A line must be drawn between vessels that are fully operational and seaworthy vessels with class and certificates maintained, and on the other hand vessels which are to be considered as waste.

Beaching of vessels – risk of criminal liability for contributors

| Innsikt

The Norwegian National Authority for Investigation and Prosecution of Economic and Environmental Crime (ØKOKRIM) has recently started an investigation into a planned single voyage for the scrapping of the ship "Harrier" that had been anchored for several years in a Norwegian fjord. The case has been publicly reported in the newspapers. In this article, we will give a brief overview of potential criminal liability according to the Norwegian Pollution Act and the Norwegian Penal Code.

We have previously described international set of rules governing the recycling of ships. The IMO initiative, The Hong Kong convention, is not yet in force. However, national legislation already contains provisions of relevance when it comes to sailing ships from Norway to scrapping in countries outside the European Economic Area (EEA).

The pollution act article 79, 3 paragraph, states that the illegal handling of waste may be punished with a fine or imprisonment for a time of maximum two years. The key criminal liability term in the provision is to export (or import) waste contrary to the regulation on handling of waste (Avfallsforskriften, Regulation 2004-06-01-930). This regulation has its basis in Regulation 1013/2006 of the European Parliament and of the Council of 14 June 2006 regarding shipments of waste (with subsequent changes and amendments).

It is important to note that it is not the bunkers onboard, the cargo etc., but the ship itself that is considered to be the waste according to Avfallsforskriften article 13-1 and the EU Regulation 1013/2006. This implies that export of a ship from Norway is only allowed when the ship will be recycled at pre-approved facilities, which are required to comply with certain HES-standards. The EU has already approved several yards which comply with the rules.

A line must be drawn between vessels that are fully operational and seaworthy vessels with class and certificates maintained, and on the other hand vessels which are to be considered as waste. This may be difficult some times. Will a single voyage with ordinary cargo, from Norway to i.e. Pakistan be sufficient to prove that the vessel is still a vessel and not waste? What if the destination in Pakistan is a renowned destination for beaching of ships? And what if the vessel is sold just prior to the voyage from Norway; can the previous owner be held criminally liable if the new owner wants to scrap the ship outside the facilities that the EU has pre-approved?
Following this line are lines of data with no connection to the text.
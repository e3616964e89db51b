//! Progress reporting and cooperative cancellation

use crate::geometry::Point;
use crate::toolpath::Path;

/// Something worth telling the user about
#[derive(Debug, Clone, Copy, PartialEq)]
pub enum ProgressUpdate<'a> {
    /// Free-form status text
    Text(&'a str),
    /// Share of the work done, `0.0..=100.0`
    Percent(f64),
    /// The tool moved
    ToolPosition {
        /// New tool location
        position: Point,
        /// Completed paths
        paths: &'a [Path],
        /// The path being built, which ends at `position`
        current: Option<&'a Path>,
    },
}

/// Receives progress updates
///
/// Returning `true` from [`report`](ProgressReporter::report) asks the
/// computation to stop. Closures taking a [`ProgressUpdate`] and returning
/// `bool` are reporters.
///
/// # Example
///
/// ```
/// use waterline::progress::{ProgressReporter, ProgressUpdate};
///
/// let mut seen = 0;
/// let mut reporter = |_: ProgressUpdate<'_>| {
///     seen += 1;
///     seen > 2
/// };
/// assert!(!reporter.report(ProgressUpdate::Text("one")));
/// assert!(!reporter.report(ProgressUpdate::Percent(50.0)));
/// assert!(reporter.report(ProgressUpdate::Text("three")));
/// ```
pub trait ProgressReporter {
    /// Handle an update; `true` requests cancellation
    fn report(&mut self, update: ProgressUpdate<'_>) -> bool;
}

impl<F> ProgressReporter for F
where
    F: FnMut(ProgressUpdate<'_>) -> bool,
{
    fn report(&mut self, update: ProgressUpdate<'_>) -> bool {
        self(update)
    }
}

/// Counts work units and forwards them as percentages
///
/// Without a reporter every call is a no-op that never cancels.
pub struct ProgressCounter<'r> {
    total: usize,
    current: usize,
    reporter: Option<&'r mut dyn ProgressReporter>,
}

impl<'r> ProgressCounter<'r> {
    /// Create a counter for `total` units of work
    pub fn new(total: usize, reporter: Option<&'r mut dyn ProgressReporter>) -> Self {
        Self {
            total,
            current: 0,
            reporter,
        }
    }

    /// Units counted so far
    pub fn current(&self) -> usize {
        self.current
    }

    /// Share of the work done, `0.0..=100.0`
    pub fn percent(&self) -> f64 {
        if self.total == 0 {
            100.0
        } else {
            (100.0 * self.current as f64 / self.total as f64).min(100.0)
        }
    }

    /// Count `units` and report; `true` requests cancellation
    pub fn increment(&mut self, units: usize) -> bool {
        self.current = self.current.saturating_add(units);
        let percent = self.percent();
        self.report(ProgressUpdate::Percent(percent))
    }

    /// Send a text update; `true` requests cancellation
    pub fn report_text(&mut self, text: &str) -> bool {
        self.report(ProgressUpdate::Text(text))
    }

    /// Send a tool position; `true` requests cancellation
    pub fn report_position(
        &mut self,
        position: Point,
        paths: &[Path],
        current: Option<&Path>,
    ) -> bool {
        self.report(ProgressUpdate::ToolPosition {
            position,
            paths,
            current,
        })
    }

    fn report(&mut self, update: ProgressUpdate<'_>) -> bool {
        match self.reporter.as_deref_mut() {
            Some(reporter) => reporter.report(update),
            None => false,
        }
    }
}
It should also be noted that the Norwegian Penal Code article 15 sets up a general criminal liability for anyone who contributes to the commitment of a crime. This may also cover to impel somebody to commit a crime. Both individuals and companies may be held liable. According to the Penal Code article 27 and 28, a company may be punished for criminal offences committed by their employees or others acting on behalf of the company.

The law does not state clearly what kind of contribution that will be sufficient in this regard. What about i.e. an entity that issues insurance for the voyage – will that constitute criminal contribution?  The significance and importance of the contribution will probably weigh heavily when the Public Prosecution Authority decides on indictment for criminal contribution. If the Public Prosecution Authority decides to indict, it will rest with the courts to draw the line. The Norwegian maritime community will undoubtedly be watching with great interest the outcome of this case.